In this section I will discuss the two major contributors in producing Simple Truth Organic Chicken, Perdue and Kroger. First, the suppliers: Perdue Farms. On their website, Perdue has a page dedicated to environmental stewardship where they outline their five year plan to become more environmentally friendly. Their main goals are to reduce their greenhouse gas intensity 30%, reduce water usage by 25%, and decrease solid waste sent to landfills 90% by 2023. They also have information about their progress in 2020 and their overall progress compared to a 2015 benchmark. They have succeeded in diverting 93% of waste sent to landfills and have decreased carbon emissions 15%. However, their water usage intensity has increased. Despite this, I am glad to see their progress in sustainable agriculture transparently represented on their website. This honesty is a refreshing contrast to many other companies who only discuss the positive progress they've made and omit data that shows them falling short of their goals. Furthermore, each Perdue location is required to take on an annual Facility Sustainability Project that reduces waste or emissions. Overall, I think Perdue is putting in tremendous efforts to be sustainable and is succeeding in many ways.
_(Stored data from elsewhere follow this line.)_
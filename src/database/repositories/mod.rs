//! Database repositories module
//!
//! This module contains all repository implementations for data access.
//! Each public operation is exactly one unit-of-work on the store gateway.

pub mod activity;
pub mod participation;
pub mod student;
pub mod user;

// Re-export repositories
pub use activity::ActivityRepository;
pub use participation::ParticipationRepository;
pub use student::StudentRepository;
pub use user::UserRepository;
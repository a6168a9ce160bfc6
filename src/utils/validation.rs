//! Field-level input checks shared by the entity models

use regex::Regex;
use std::sync::OnceLock;

use crate::utils::errors::ValidationError;

/// Reject empty or whitespace-only required text
pub fn require_text(field: &'static str, value: &str) -> Result<(), ValidationError> {
    if value.trim().is_empty() {
        return Err(ValidationError::MissingField { field });
    }
    Ok(())
}

/// Basic address shape check: something@domain.tld
pub fn validate_email(email: &str) -> Result<(), ValidationError> {
    require_text("email", email)?;

    static EMAIL_REGEX: OnceLock<Regex> = OnceLock::new();
    let regex = EMAIL_REGEX.get_or_init(|| {
        Regex::new(r"^[a-zA-Z0-9._%+-]+@[a-zA-Z0-9.-]+\.[a-zA-Z]{2,}$")
            .expect("Failed to compile email regex")
    });

    if !regex.is_match(email) {
        return Err(ValidationError::InvalidEmail(email.to_string()));
    }

    Ok(())
}

/// Inclusive range check; NaN is always out of range
pub fn check_range(field: &'static str, value: f64, min: f64, max: f64) -> Result<(), ValidationError> {
    if value.is_nan() || value < min || value > max {
        return Err(ValidationError::OutOfRange { field, value, min, max });
    }
    Ok(())
}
The same can’t be said for Kroger, the parent company of Simple Truth Organic. Kroger does have a Zero Hunger Zero Waste initiative that I applaud, however they also own a lot of distinctly unsustainable brands. (Such as other private labels that use completely conventional farming practices). I do appreciate their efforts towards being more environmentally friendly, but I would like to see more concrete progress before I could comfortably call Kroger a sustainable company.